Cheap GPUs Are Rendering Strong Passwords Useless
GPUs have brought brute force breaking of any 7 character random alphanumeric password down to a maximum of 17.5 minutes, as compared to 4 days with a CPU. For 8 characters it takes 18.5 hours with a CPU, or 1 year with a CPU. This is what Vijay Devakumar found when he used a GPU card and the free password hash cracker called ighashgpu to crack the NTLM password hash, which is used when logging in to Windows.
Vijay’s complete results here, noting that these are maximum times, and that an actual crack will take less time:
|#char||Characters included (random)||CPU Max||GPU Max|
|5||Mixed case alphanumeric||24s||<1s|
|6||Mixed case alphanumeric||1h30m||17s|
|7||Mixed case alphanumeric||~4 days||17m30s|
|8||Mixed case alphanumeric||Almost 1 year||18h30m|
|9||Mixed case alphanumeric||>4 years||48 days|
|10||Mixed case alphanumeric||>8 years|
|7||Mixed case alphanumeric and symbols||75 days||<7 hours|
|8||Mixed case alphanumeric and symbols||19 years||26 days|
|9||Mixed case alphanumeric and symbols||7 years|
Login or other local device passwords clearly are at risk here. Criminals and law enforcement with access to your hard disk will no doubt have little trouble accessing content on your machine or the machine of a company employee.
Passwords that you use on the intranet may be subject to the same risks. There have been a number of noteable leaks where attackers have gained access to and downloaded thousands of hashed passcodes from prominent web sites. In the hands of someone with even basic brute force tools, it is usually possible to decipher half the passwords. Once deciphered, the passwords can be used to gain access to the attacked system or other systems where passwords have been reused.
no less fear, there are easy steps you as
a user can take to make easy to remember, strong passwords.
Join two easy to remember words with a symbol character
Until recently my recommendation was to create a strong password by taking two words you know and join them with a symbol character. For example “eggshell$hamburger”. This advise is by way of the book Authentication: From Passwords to Public Keys, by Richard E. Smith.

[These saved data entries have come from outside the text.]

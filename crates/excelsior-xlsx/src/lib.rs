//! # excelsior-xlsx
//!
//! Format-preserving XLSX package layer for excelsior.
//!
//! A [`Package`] keeps the source archive in memory and only parses what is
//! asked for: the sheet list on open, a worksheet the first time it is
//! edited, the shared strings and styles when the first sheet is edited.
//! On save every part nobody touched is copied into the new archive as its
//! raw compressed bytes; only changed parts are regenerated.

pub mod content_types;
pub mod error;
pub mod package;
pub mod relationships;
pub mod shared_strings;
pub mod styles;
pub mod template;
pub mod workbook;
pub mod worksheet;
pub mod writer;

mod xml;

pub use error::{XlsxError, XlsxResult};
pub use package::{Package, SheetContext};
pub use writer::{Compression, SaveOptions};

/// Relationship and content type identifiers used across the package
pub mod ns {
    pub const MAIN: &str = "http://schemas.openxmlformats.org/spreadsheetml/2006/main";
    pub const REL: &str = "http://schemas.openxmlformats.org/officeDocument/2006/relationships";
    pub const PACKAGE_REL: &str = "http://schemas.openxmlformats.org/package/2006/relationships";
    pub const CONTENT_TYPES: &str =
        "http://schemas.openxmlformats.org/package/2006/content-types";

    pub const REL_OFFICE_DOCUMENT: &str =
        "http://schemas.openxmlformats.org/officeDocument/2006/relationships/officeDocument";
    pub const REL_WORKSHEET: &str =
        "http://schemas.openxmlformats.org/officeDocument/2006/relationships/worksheet";
    pub const REL_STYLES: &str =
        "http://schemas.openxmlformats.org/officeDocument/2006/relationships/styles";
    pub const REL_SHARED_STRINGS: &str =
        "http://schemas.openxmlformats.org/officeDocument/2006/relationships/sharedStrings";
    pub const REL_CALC_CHAIN: &str =
        "http://schemas.openxmlformats.org/officeDocument/2006/relationships/calcChain";

    pub const CT_RELS: &str = "application/vnd.openxmlformats-package.relationships+xml";
    pub const CT_XML: &str = "application/xml";
    pub const CT_WORKBOOK: &str =
        "application/vnd.openxmlformats-officedocument.spreadsheetml.sheet.main+xml";
    pub const CT_WORKSHEET: &str =
        "application/vnd.openxmlformats-officedocument.spreadsheetml.worksheet+xml";
    pub const CT_STYLES: &str =
        "application/vnd.openxmlformats-officedocument.spreadsheetml.styles+xml";
    pub const CT_SHARED_STRINGS: &str =
        "application/vnd.openxmlformats-officedocument.spreadsheetml.sharedStrings+xml";
}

Pad an easy to remember password with repeated characters
More interesting advice comes from Steve Gibson’s Security Now site. Steve shows how “D0g…………………” is a stronger password then “PrXyc.N(n4k77#L!eVdAfp9” and gives you a simple tool to test the strength of your password. You might also want to check out Scott Wright’s blog where he gives a summary of this information.
Advise for businesses
My recommendations for businesses are as follows:
- Encourage users to choose memorable passwords that are hard to guess (see above).
- Encourage users to use long passwords, preferably over 11 characters in legnth
- Disable password expiration features.
- Don’t introduce inflexible rules into a password that force user’s to deviate from the patterns they use elsewhere, and are therefore accustomed to memorizing.
- Allow long passwords up to at least 32 characters in length.
- Allow the full range of alphanumeric and special (&<"/ etc.) characters to be used.
- Allow previously used passwords to be used again. When a user forgets their passwords (usually due to burdensome rules) they may have reset their password, and may want to correct their password to what they thought it was set to.
- Do not restrict specific combinations of grouped characters, for example 012345, particularly when used in a long password
- Consider not requiring mixed case alpha and numeric because a user may have a strong password that doesn’t meet this particular rule.
- Offline systems should introduce time delays between bad password attempts, but should not lock out users after a small number of attempts.
- Online systems can employ lock outs, but should also track and act upon incorrect password attempts.
- Online services should employ computationally demanding hashing algorithms such as bcrypt.